_Your task_: Nothing outside the range is wanted. Repeat exactly the lines below from the one with "fn default() ->" through the one with "pub struct MetaScan".

BEGIN Data in this exercise

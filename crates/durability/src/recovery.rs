//! Crash recovery from the meta and data logs
//!
//! A commit appends its object frames to the data log first and its
//! [`MetaCommitRecord`] to the meta log last. A crash can therefore leave:
//!
//! - a data log longer than the newest record's `data_tail` (data of a commit
//!   whose meta record never made it), or
//! - meta records whose `data_tail` points past the end of the data log (meta
//!   written, data lost)
//!
//! ## Recovery Sequence
//!
//! 1. Scan the meta log, stopping at the first torn frame
//! 2. Walk the records newest to oldest, taking the first one whose
//!    `data_tail` fits inside the data log
//! 3. Report whether the data log must be cut back to that `data_tail`
//!
//! ## Key Principle
//!
//! After recovery the workspace corresponds to a **prefix of the committed
//! epochs**. No partially written commit is visible.

use serde::{Deserialize, Serialize};
use statejournal_core::{Error, ObjectId, Result};
use statejournal_storage::format::frame::RecordType;
use statejournal_storage::{MemoryLog, MetaCommitRecord, LOG_HEADER_SIZE};
use tracing::{debug, info, warn};

// ============================================================================
// Recovery Info
// ============================================================================

/// State a workspace is restored to
#[derive(Debug, Clone, Copy, PartialEq, Eq, Serialize, Deserialize)]
pub struct RecoveryInfo {
    /// Last committed epoch, 0 for a fresh journal
    pub epoch_seq: u64,
    /// Next id to allocate
    pub next_object_id: ObjectId,
    /// Position of the last committed version index, 0 if none
    pub version_index_ptr: u64,
    /// Length of the data log at the last commit
    pub data_tail: u64,
    /// Root object recorded by the last commit
    pub root_object_id: Option<ObjectId>,
    /// Whether the data log is longer than `data_tail` and must be cut back
    pub was_truncated: bool,
    /// Data log length before truncation (0 when nothing is cut)
    pub original_data_size: u64,
}

impl RecoveryInfo {
    /// State of a journal with no usable commit
    pub const fn empty() -> Self {
        Self {
            epoch_seq: 0,
            next_object_id: ObjectId::FIRST_USER,
            version_index_ptr: 0,
            data_tail: 0,
            root_object_id: None,
            was_truncated: false,
            original_data_size: 0,
        }
    }

    /// True if no commit was recovered
    pub fn is_empty(&self) -> bool {
        self.epoch_seq == 0
    }

    /// Restore from a chosen record
    fn from_record(record: &MetaCommitRecord, actual_data_size: u64) -> Self {
        let was_truncated = actual_data_size > record.data_tail;
        Self {
            epoch_seq: record.epoch_seq,
            next_object_id: record.next_object_id,
            version_index_ptr: record.version_index_ptr,
            data_tail: record.data_tail,
            root_object_id: record.root_object_id,
            was_truncated,
            original_data_size: if was_truncated { actual_data_size } else { 0 },
        }
    }

    /// Human-readable summary
    pub fn summary(&self) -> String {
        if self.is_empty() {
            return "no committed epoch (fresh journal)".to_string();
        }
        let truncation = if self.was_truncated {
            format!(", data log cut from {} to {}", self.original_data_size, self.data_tail)
        } else {
            String::new()
        };
        format!(
            "epoch {} (next id {}, version index at {}, data tail {}{})",
            self.epoch_seq, self.next_object_id, self.version_index_ptr, self.data_tail, truncation
        )
    }
}

impl Default for RecoveryInfo {
    fn default() -> Self {
        Self::empty()
    }
}

// ============================================================================
// Record selection
// ============================================================================

/// A record is usable if all of its data is inside the data log
pub fn is_record_valid(record: &MetaCommitRecord, actual_data_size: u64) -> bool {
    record.data_tail <= actual_data_size
}

/// Index of the newest usable record
fn select(records: &[MetaCommitRecord], actual_data_size: u64) -> Option<usize> {
    records
        .iter()
        .rposition(|record| is_record_valid(record, actual_data_size))
}

/// Choose the state to restore from `records` (oldest first)
pub fn recover(records: &[MetaCommitRecord], actual_data_size: u64) -> RecoveryInfo {
    let Some(index) = select(records, actual_data_size) else {
        if !records.is_empty() {
            warn!(
                records = records.len(),
                actual_data_size, "No meta record fits inside the data log, starting empty"
            );
        }
        return RecoveryInfo::empty();
    };

    let skipped = records.len() - 1 - index;
    if skipped > 0 {
        warn!(
            skipped,
            epoch_seq = records[index].epoch_seq,
            "Meta log ahead of data log, backtracking"
        );
    }

    let info = RecoveryInfo::from_record(&records[index], actual_data_size);
    if info.was_truncated {
        warn!(
            data_tail = info.data_tail,
            original_data_size = info.original_data_size,
            "Data log has bytes past the last commit"
        );
    }
    info
}

// ============================================================================
// Log scanning
// ============================================================================

/// Meta records found in a meta log
#[derive(Debug, Clone, Default)]
pub struct MetaScan {
    /// Records in log order
    pub records: Vec<MetaCommitRecord>,
    /// End position of each record's frame
    pub ends: Vec<u64>,
    /// Length of the readable prefix of the log
    pub valid_len: u64,
}

/// Read all meta records up to the first torn frame
///
/// A frame that decodes but is not a meta commit, or whose body does not
/// parse, is corruption rather than a torn write and fails the scan.
pub fn scan_meta_log(meta: &MemoryLog) -> Result<MetaScan> {
    let mut scan = MetaScan {
        valid_len: LOG_HEADER_SIZE,
        ..MetaScan::default()
    };
    for frame in meta.frames() {
        let (position, frame) = match frame {
            Ok(f) => f,
            Err(e) => {
                warn!(position = scan.valid_len, error = %e, "Torn frame at end of meta log");
                break;
            }
        };
        if frame.tag.record_type() != RecordType::MetaCommit {
            return Err(Error::FrameCorrupt {
                position,
                reason: format!("unexpected frame tag {} in meta log", frame.tag),
            });
        }
        scan.records.push(MetaCommitRecord::parse(frame.payload)?);
        scan.valid_len = position + frame.encoded_len() as u64;
        scan.ends.push(scan.valid_len);
    }
    debug!(records = scan.records.len(), valid_len = scan.valid_len, "Scanned meta log");
    Ok(scan)
}

/// Recover both logs in place
///
/// Cuts the meta log back to the chosen record and the data log back to its
/// `data_tail`, then returns the state to open a workspace with.
pub fn recover_logs(meta: &mut MemoryLog, data: &mut MemoryLog) -> Result<RecoveryInfo> {
    let scan = scan_meta_log(meta)?;
    let data_size = data.len();
    let info = recover(&scan.records, data_size);

    let meta_len = select(&scan.records, data_size)
        .map(|i| scan.ends[i])
        .unwrap_or(LOG_HEADER_SIZE);
    if meta_len < meta.len() {
        meta.truncate(meta_len)?;
    }
    let data_len = info.data_tail.max(LOG_HEADER_SIZE);
    if data.len() > data_len {
        data.truncate(data_len)?;
    }

    info!("Recovered {}", info.summary());
    Ok(info)
}

#[cfg(test)]
mod tests {
    use super::*;
    use statejournal_storage::{FrameTag, LogSink};

    fn record(epoch: u64, next: u64, tail: u64, vip: u64) -> MetaCommitRecord {
        MetaCommitRecord {
            epoch_seq: epoch,
            root_object_id: None,
            version_index_ptr: vip,
            data_tail: tail,
            next_object_id: ObjectId::new(next),
        }
    }

    #[test]
    fn test_no_records_is_empty() {
        let info = recover(&[], 0);
        assert!(info.is_empty());
        assert_eq!(info.next_object_id, ObjectId::new(16));
        assert_eq!(info.data_tail, 0);
        assert!(!info.was_truncated);

        assert!(recover(&[], 100).is_empty());
    }

    #[test]
    fn test_latest_valid_record_wins() {
        let records = [record(1, 17, 100, 50), record(2, 18, 200, 150)];
        let info = recover(&records, 200);
        assert_eq!(info.epoch_seq, 2);
        assert_eq!(info.next_object_id, ObjectId::new(18));
        assert_eq!(info.version_index_ptr, 150);
        assert!(!info.was_truncated);
        assert!(!info.is_empty());
    }

    #[test]
    fn test_data_longer_than_tail_marks_truncation() {
        let info = recover(&[record(1, 17, 100, 50)], 150);
        assert!(info.was_truncated);
        assert_eq!(info.original_data_size, 150);
        assert_eq!(info.data_tail, 100);

        let exact = recover(&[record(3, 50, 500, 250)], 500);
        assert!(!exact.was_truncated);
        assert_eq!(exact.original_data_size, 0);
    }

    #[test]
    fn test_meta_ahead_of_data_backtracks() {
        let records = [
            record(1, 17, 100, 50),
            record(2, 18, 200, 150),
            record(3, 19, 300, 250),
            record(4, 20, 400, 350),
        ];
        let info = recover(&records, 200);
        assert_eq!(info.epoch_seq, 2);
        assert!(!info.was_truncated);

        let info = recover(&records, 150);
        assert_eq!(info.epoch_seq, 1);
        assert_eq!(info.next_object_id, ObjectId::new(17));
        assert!(info.was_truncated);
        assert_eq!(info.original_data_size, 150);
    }

    #[test]
    fn test_all_records_ahead_is_empty() {
        let records = [record(1, 17, 100, 50), record(2, 18, 200, 150)];
        assert!(recover(&records, 50).is_empty());
        assert!(recover(&records[..1], 0).is_empty());
    }

    #[test]
    fn test_is_record_valid_boundaries() {
        let r = record(1, 17, 100, 0);
        assert!(is_record_valid(&r, 100));
        assert!(is_record_valid(&r, 150));
        assert!(!is_record_valid(&r, 50));
    }

    #[test]
    fn test_empty_defaults() {
        let empty = RecoveryInfo::empty();
        assert_eq!(empty, RecoveryInfo::default());
        assert!(empty.is_empty());
        assert_eq!(empty.version_index_ptr, 0);
        assert_eq!(empty.original_data_size, 0);
        assert!(!RecoveryInfo {
            epoch_seq: 1,
            ..empty
        }
        .is_empty());
    }

    #[test]
    fn test_info_serializes() {
        let info = recover(&[record(1, 17, 100, 50)], 150);
        let json = serde_json::to_string(&info).unwrap();
        let back: RecoveryInfo = serde_json::from_str(&json).unwrap();
        assert_eq!(back, info);
        assert!(info.summary().contains("cut from 150"));
    }

    #[test]
    fn test_scan_stops_at_torn_frame() {
        let mut meta = MemoryLog::new();
        meta.append(FrameTag::META_COMMIT, &record(1, 17, 100, 50).encode().unwrap())
            .unwrap();
        let end = meta.len();
        meta.append_raw(&[0x02, 0x00, 0x00, 0x00, 0x30]);

        let scan = scan_meta_log(&meta).unwrap();
        assert_eq!(scan.records.len(), 1);
        assert_eq!(scan.valid_len, end);
        assert_eq!(scan.ends, vec![end]);
    }

    #[test]
    fn test_scan_rejects_foreign_frames() {
        let mut meta = MemoryLog::new();
        meta.append(FrameTag::DICT_VERSION, &[0]).unwrap();
        assert!(matches!(
            scan_meta_log(&meta),
            Err(Error::FrameCorrupt { .. })
        ));
    }

    #[test]
    fn test_recover_logs_cuts_both_logs() {
        let mut data = MemoryLog::new();
        data.append(FrameTag::DICT_VERSION, &[0; 10]).unwrap();
        let committed_tail = data.len();
        data.append(FrameTag::DICT_VERSION, &[0; 10]).unwrap();

        let mut meta = MemoryLog::new();
        meta.append(FrameTag::META_COMMIT, &record(1, 17, committed_tail, 8).encode().unwrap())
            .unwrap();
        let meta_end = meta.len();
        // Meta record of a commit whose data never landed
        meta.append(FrameTag::META_COMMIT, &record(2, 18, 10_000, 9).encode().unwrap())
            .unwrap();

        let info = recover_logs(&mut meta, &mut data).unwrap();
        assert_eq!(info.epoch_seq, 1);
        assert!(info.was_truncated);
        assert_eq!(data.len(), committed_tail);
        assert_eq!(meta.len(), meta_end);
    }

    #[test]
    fn test_recover_logs_without_commits_empties_data_log() {
        let mut data = MemoryLog::new();
        data.append(FrameTag::DICT_VERSION, &[0; 10]).unwrap();
        let mut meta = MemoryLog::new();

        let info = recover_logs(&mut meta, &mut data).unwrap();
        assert!(info.is_empty());
        assert_eq!(data.len(), LOG_HEADER_SIZE);
        assert_eq!(meta.len(), LOG_HEADER_SIZE);
    }
}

END Data in this exercise

_Result for this task_:
    fn default() -> Self {
        Self::empty()
    }
}

// ============================================================================
// Record selection
// ============================================================================

/// A record is usable if all of its data is inside the data log
pub fn is_record_valid(record: &MetaCommitRecord, actual_data_size: u64) -> bool {
    record.data_tail <= actual_data_size
}

/// Index of the newest usable record
fn select(records: &[MetaCommitRecord], actual_data_size: u64) -> Option<usize> {
    records
        .iter()
        .rposition(|record| is_record_valid(record, actual_data_size))
}

/// Choose the state to restore from `records` (oldest first)
pub fn recover(records: &[MetaCommitRecord], actual_data_size: u64) -> RecoveryInfo {
    let Some(index) = select(records, actual_data_size) else {
        if !records.is_empty() {
            warn!(
                records = records.len(),
                actual_data_size, "No meta record fits inside the data log, starting empty"
            );
        }
        return RecoveryInfo::empty();
    };

    let skipped = records.len() - 1 - index;
    if skipped > 0 {
        warn!(
            skipped,
            epoch_seq = records[index].epoch_seq,
            "Meta log ahead of data log, backtracking"
        );
    }

    let info = RecoveryInfo::from_record(&records[index], actual_data_size);
    if info.was_truncated {
        warn!(
            data_tail = info.data_tail,
            original_data_size = info.original_data_size,
            "Data log has bytes past the last commit"
        );
    }
    info
}

// ============================================================================
// Log scanning
// ============================================================================

/// Meta records found in a meta log
#[derive(Debug, Clone, Default)]
pub struct MetaScan {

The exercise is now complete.